Kubecost Metrics
Kubecost Cost Model
The Cost Model both exports and consumes the following metrics.
node_cpu_hourly_cost
Hourly cost per vCPU on this node
node_gpu_hourly_cost
Hourly cost per GPU on this node
node_ram_hourly_cost
Hourly cost per Gb of memory on this node
node_total_hourly_cost
Total node cost per hour
kubecost_load_balancer_cost
Hourly cost of a load balancer
kubecost_cluster_management_cost
Hourly cost paid as a cluster management fee
pv_hourly_cost
Hourly cost per Gb on a persistent volume
node_gpu_count
Number of GPUs available on node
container_cpu_allocation
Average number of CPUs requested/used over last 1m
container_gpu_allocation
Average number of GPUs requested over last 1m
container_memory_allocation_bytes
Average bytes of RAM requested/used over last 1m
pod_pvc_allocation
Bytes provisioned for a PVC attached to a pod
kubecost_node_is_spot
Cloud provider info about node preemptibility
kubecost_network_zone_egress_cost
Total cost per GB egress across zones
kubecost_network_region_egress_cost
Total cost per GB egress across regions
kubecost_network_internet_egress_cost
Total cost per GB of internet egress
service_selector_labels
Service Selector Labels
deployment_match_labels
Deployment Match Labels
statefulSet_match_labels
StatefulSet Match Labels
kubecost_cluster_memory_working_set_bytes
(Created by recording rule)
Kubecost Network Costs
The Kubecost network-costs DaemonSet collects node network data and exports the egress, ingress, and performance statistics.
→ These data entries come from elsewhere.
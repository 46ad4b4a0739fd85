use std::collections::HashMap;
use std::sync::atomic::{AtomicBool, AtomicUsize, Ordering};
use std::sync::Arc;
use std::sync::mpsc;

use anyhow::{Result, anyhow};
use chrono::NaiveDate;

use betsense::SuggestionService;
use betsense::bets::{BetOutcome, BetStore, FinishedBet, FinishedBets, WagerType};
use betsense::config::Config;
use betsense::enrichment::{EnrichmentOutcome, EnrichmentReport};
use betsense::provider::{LeagueRef, Match, MatchProvider, MatchStatus, StaticProvider, TeamRef};
use betsense::ranker::MatchEvidence;

struct MemoryStore(FinishedBets);

impl BetStore for MemoryStore {
    fn finished_bets(&self, _wallet_id: &str) -> Result<FinishedBets> {
        Ok(self.0.clone())
    }
}

/// Wraps a static provider, counting form requests and failing on demand.
struct FlakyProvider {
    inner: StaticProvider,
    failing: AtomicBool,
    recent_calls: AtomicUsize,
}

impl FlakyProvider {
    fn new(inner: StaticProvider) -> Self {
        Self {
            inner,
            failing: AtomicBool::new(false),
            recent_calls: AtomicUsize::new(0),
        }
    }

    fn calls(&self) -> usize {
        self.recent_calls.load(Ordering::SeqCst)
    }
}

impl MatchProvider for FlakyProvider {
    fn matches_for_date(&self, date: NaiveDate) -> Result<Vec<Match>> {
        self.inner.matches_for_date(date)
    }

    fn recent_matches(&self, team_id: u32, count: usize) -> Result<Vec<Match>> {
        self.recent_calls.fetch_add(1, Ordering::SeqCst);
        if self.failing.load(Ordering::SeqCst) {
            return Err(anyhow!("http 503"));
        }
        self.inner.recent_matches(team_id, count)
    }

    fn head_to_head(&self, team_a: u32, team_b: u32, count: usize) -> Result<Vec<Match>> {
        if self.failing.load(Ordering::SeqCst) {
            return Err(anyhow!("http 503"));
        }
        self.inner.head_to_head(team_a, team_b, count)
    }

    fn remaining_quota(&self) -> Option<u32> {
        Some(97)
    }
}

fn date() -> NaiveDate {
    NaiveDate::from_ymd_opt(2026, 10, 17).expect("valid date")
}

fn team(id: u32, name: &str) -> TeamRef {
    TeamRef {
        id,
        name: name.to_string(),
    }
}

fn fixture(id: u64, league: &str, home: TeamRef, away: TeamRef, status: MatchStatus) -> Match {
    let finished = status == MatchStatus::Finished;
    Match {
        id,
        kickoff: "2026-10-17T15:00".to_string(),
        status,
        league: LeagueRef {
            id: 1,
            name: league.to_string(),
        },
        home,
        away,
        home_goals: finished.then_some(1),
        away_goals: finished.then_some(0),
    }
}

fn results(for_team: TeamRef, won: bool) -> Vec<Match> {
    (0..5)
        .map(|i| {
            let mut m = fixture(
                900 + i,
                "Serie A",
                for_team.clone(),
                team(99, "Sassuolo"),
                MatchStatus::Finished,
            );
            if !won {
                m.home_goals = Some(0);
                m.away_goals = Some(2);
            }
            m
        })
        .collect()
}

fn provider_data() -> StaticProvider {
    let mut provider = StaticProvider::default();
    provider.fixtures.insert(
        date(),
        vec![
            fixture(
                1,
                "Premier League",
                team(1, "Arsenal"),
                team(2, "Chelsea"),
                MatchStatus::NotStarted,
            ),
            fixture(2, "Serie A", team(3, "Lazio"), team(4, "Roma"), MatchStatus::NotStarted),
            fixture(
                3,
                "La Liga",
                team(5, "Barcelona"),
                team(6, "Real Madrid"),
                MatchStatus::Finished,
            ),
            fixture(
                4,
                "Premier League",
                team(7, "Everton"),
                team(8, "Spurs"),
                MatchStatus::NotStarted,
            ),
        ],
    );
    provider.recent.insert(3, results(team(3, "Lazio"), true));
    provider.recent.insert(4, results(team(4, "Roma"), false));
    provider
}

fn bet(id: usize, home: &str, away: &str, outcome: BetOutcome) -> FinishedBet {
    FinishedBet {
        id: format!("b{id}"),
        home_team: home.to_string(),
        away_team: away.to_string(),
        championship: "Premier League".to_string(),
        wager: WagerType::HomeWin,
        outcome,
        stake: 10.0,
        payout: if outcome == BetOutcome::Won { 19.0 } else { 0.0 },
        odds: 1.9,
        placed_on: NaiveDate::from_ymd_opt(2026, 9, 1).expect("valid date"),
    }
}

fn wallet() -> FinishedBets {
    let mut simple = Vec::new();
    for i in 0..6 {
        simple.push(bet(i, "Arsenal", "Fulham", BetOutcome::Won));
    }
    simple.push(bet(6, "Arsenal", "Fulham", BetOutcome::Lost));
    for i in 7..11 {
        simple.push(bet(i, "Chelsea", "Brentford", BetOutcome::Lost));
    }
    simple.push(bet(11, "Chelsea", "Brentford", BetOutcome::Won));
    FinishedBets {
        simple,
        combined: Vec::new(),
    }
}

fn config() -> Config {
    Config {
        enrich_batch_size: 2,
        fetch_parallelism: 2,
        ..Config::default()
    }
}

fn service(provider: Arc<FlakyProvider>) -> SuggestionService<FlakyProvider> {
    let store: Arc<dyn BetStore> = Arc::new(MemoryStore(wallet()));
    SuggestionService::new(store, provider, "main", &config())
}

#[test]
fn batches_are_capped_and_never_repeated() {
    let provider = Arc::new(FlakyProvider::new(provider_data()));
    let mut svc = service(provider.clone());

    let first = svc.refresh(date()).expect("refresh succeeds");
    assert_eq!(provider.calls(), 4);
    assert_eq!(first.pending_matches, 1);
    assert_eq!(first.remaining_quota, Some(97));
    assert_eq!(first.ranking.considered, 3);

    let second = svc.refresh(date()).expect("refresh succeeds");
    assert_eq!(provider.calls(), 6);
    assert_eq!(second.pending_matches, 0);

    let third = svc.refresh(date()).expect("refresh succeeds");
    assert_eq!(provider.calls(), 6);
    assert_eq!(third.ranking, second.ranking);
    assert!(third.warnings.is_empty());
}

#[test]
fn enriched_fixtures_are_ranked_by_confidence() {
    let provider = Arc::new(FlakyProvider::new(provider_data()));
    let mut svc = service(provider);

    let outcome = svc.refresh(date()).expect("refresh succeeds");
    let ids: Vec<u64> = outcome.ranking.suggestions.iter().map(|s| s.match_id).collect();
    assert_eq!(ids, vec![1, 2]);
    assert_eq!(outcome.ranking.emitted, 2);
    assert_eq!(outcome.ranking.high_confidence, 2);
    let lazio = &outcome.ranking.suggestions[1];
    assert!((lazio.confidence - 70.0).abs() < 1e-9);
    assert_eq!(lazio.suggested_wager, WagerType::HomeWin);
}

#[test]
fn failed_fixture_is_scored_on_history_alone() {
    let mut data = provider_data();
    data.failing_teams.insert(1);
    let provider = Arc::new(FlakyProvider::new(data));
    let mut svc = service(provider);

    let outcome = svc.refresh(date()).expect("refresh succeeds");
    assert!(!outcome.provider_disabled);
    assert_eq!(outcome.warnings.len(), 1);
    assert!(outcome.warnings[0].starts_with("match 1:"));
    assert!(outcome.ranking.suggestions.iter().any(|s| s.match_id == 1));
    assert!(svc.cycle().expect("cycle started").failures().contains_key(&1));
}

#[test]
fn systemic_outage_disables_provider_until_forced() {
    let provider = Arc::new(FlakyProvider::new(provider_data()));
    provider.failing.store(true, Ordering::SeqCst);
    let mut svc = service(provider.clone());

    let outcome = svc.refresh(date()).expect("history still loads");
    assert!(outcome.provider_disabled);
    assert_eq!(outcome.pending_matches, 0);
    assert!(outcome.warnings.iter().any(|w| w.starts_with("provider disabled")));
    let ids: Vec<u64> = outcome.ranking.suggestions.iter().map(|s| s.match_id).collect();
    assert_eq!(ids, vec![1]);

    let calls = provider.calls();
    svc.refresh(date()).expect("refresh succeeds");
    assert_eq!(provider.calls(), calls);

    provider.failing.store(false, Ordering::SeqCst);
    let forced = svc.force_refresh(date()).expect("forced refresh succeeds");
    assert!(!forced.provider_disabled);
    assert!(forced.ranking.suggestions.iter().any(|s| s.match_id == 2));
}

#[test]
fn background_batch_is_applied() {
    let provider = Arc::new(FlakyProvider::new(provider_data()));
    let mut svc = service(provider);
    svc.refresh(date()).expect("refresh succeeds");

    let (tx, rx) = mpsc::channel();
    let handle = svc.spawn_next_batch(tx.clone()).expect("one fixture left");
    let report = rx.recv().expect("report delivered");
    handle.join().expect("worker finished");

    let summary = svc.apply_report(report);
    assert!(!summary.stale);
    assert_eq!(summary.succeeded, 1);
    assert_eq!(svc.cycle().map(|c| c.succeeded_count()), Some(3));
    assert!(svc.spawn_next_batch(tx).is_none());
}

#[test]
fn reports_for_previous_date_are_discarded() {
    let provider = Arc::new(FlakyProvider::new(provider_data()));
    let mut svc = service(provider);
    svc.refresh(date()).expect("refresh succeeds");

    let (tx, rx) = mpsc::channel();
    let handle = svc.spawn_next_batch(tx).expect("one fixture left");
    let next_day = date().succ_opt().expect("valid date");
    svc.set_date(next_day);

    let report = rx.recv().expect("report delivered");
    handle.join().expect("worker finished");
    assert_eq!(report.date, date());
    let summary = svc.apply_report(report);
    assert!(summary.stale);
    assert_eq!(svc.cycle().map(|c| c.succeeded_count()), Some(0));

    let late = EnrichmentReport {
        date: date(),
        generation: 1,
        outcomes: vec![EnrichmentOutcome {
            match_id: 2,
            result: Ok(MatchEvidence::default()),
        }],
    };
    assert!(svc.apply_report(late).stale);
    assert!(svc.ranking().suggestions.is_empty());
}

#[test]
fn batch_in_flight_during_forced_refresh_is_discarded() {
    let provider = Arc::new(FlakyProvider::new(provider_data()));
    let mut svc = service(provider.clone());
    svc.refresh(date()).expect("refresh succeeds");

    provider.failing.store(true, Ordering::SeqCst);
    let (tx, rx) = mpsc::channel();
    let handle = svc.spawn_next_batch(tx.clone()).expect("one fixture left");
    let before_force = rx.recv().expect("report delivered");
    handle.join().expect("worker finished");
    assert!(before_force.outcomes[0].result.is_err());

    provider.failing.store(false, Ordering::SeqCst);
    svc.force_refresh(date()).expect("forced refresh succeeds");
    let handle = svc.spawn_next_batch(tx).expect("fixture 4 requested again");
    let fresh = rx.recv().expect("report delivered");
    handle.join().expect("worker finished");
    assert_eq!(fresh.date, before_force.date);
    assert_ne!(fresh.generation, before_force.generation);

    let stale = svc.apply_report(before_force);
    assert!(stale.stale);
    assert!(stale.failures.is_empty());

    let applied = svc.apply_report(fresh);
    assert!(!applied.stale);
    assert_eq!(applied.succeeded, 1);
    let cycle = svc.cycle().expect("cycle started");
    assert!(cycle.failures().is_empty());
    assert_eq!(cycle.succeeded_count(), 3);
    assert_eq!(cycle.pending_count(), 0);
}

#[test]
fn empty_day_produces_empty_ranking() {
    let provider = Arc::new(FlakyProvider::new(StaticProvider {
        fixtures: HashMap::new(),
        ..StaticProvider::default()
    }));
    let mut svc = service(provider.clone());

    let outcome = svc.refresh(date()).expect("refresh succeeds");
    assert_eq!(outcome.ranking.considered, 0);
    assert_eq!(outcome.pending_matches, 0);
    assert_eq!(provider.calls(), 0);
}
kubecost_pod_network_egress_bytes_total
egressed byte counts by pod
kubecost_pod_network_ingress_bytes_total
ingressed byte counts by pod
kubecost_network_costs_parsed_entries
total parsed conntrack entries
kubecost_network_costs_parse_time
total time in milliseconds it took to parse conntrack entries
cAdvisor
cAdvisor (Container Advisor) provides container users an understanding of the resource usage and performance characteristics of their running containers. It is a running daemon that collects, aggregates, processes, and exports information about running containers.
GitHub: https://github.com/google/cadvisor
container_memory_usage_bytes
Current memory usage, including all memory regardless of when it was accessed
container_fs_limit_bytes
Number of bytes that can be consumed by the container on this filesystem
container_fs_usage_bytes
Number of bytes that are consumed by the container on this filesystem
container_memory_working_set_bytes
Current working set
container_network_receive_bytes_total
Cumulative count of bytes received
container_network_transmit_bytes_total
Cumulative count of bytes transmitted
container_cpu_usage_seconds_total
Cumulative cpu time consumed
container_cpu_cfs_periods_total
Number of elapsed enforcement period intervals
container_cpu_cfs_throttled_periods_total
Number of throttled period intervals
Kube-State-Metrics (KSM)
Although the default Kubecost installation does not include a KSM deployment, Kubecost does calculate & emit the below metrics. The below metrics and labels follow conventions of KSMv1, not KSMv2.
kube_deployment_spec_replicas
Number of pods specified for a Deployment
kube_deployment_status_replicas_available
Number of pods currently available for a Deployment
kube_job_status_failed
The number of pods which reached Phase Failed and the reason for failure
kube_namespace_annotations
Kubernetes annotations converted to Prometheus labels
kube_namespace_labels
Kubernetes labels converted to Prometheus labels
kube_node_labels
Kubernetes labels converted to Prometheus labels
kube_node_status_allocatable
The allocatable for different resources of a node that are available for scheduling
kube_node_status_allocatable_cpu_cores
Total allocatable cpu cores of the node (Deprecated in ksm 2.0.0)
kube_node_status_allocatable_memory_bytes
Total allocatable memory bytes of the node (Deprecated in ksm 2.0.0)
kube_node_status_capacity
The capacity for different resources of a node
kube_node_status_capacity_cpu_cores
Total cpu cores available on the the node (Deprecated in ksm 2.0.0)
kube_node_status_capacity_memory_bytes
Total memory available on the node (bytes) (Deprecated in ksm 2.0.0)
kube_node_status_condition
The condition of a cluster node
kube_persistentvolume_capacity_bytes
Total capacity of a persistent volume (bytes)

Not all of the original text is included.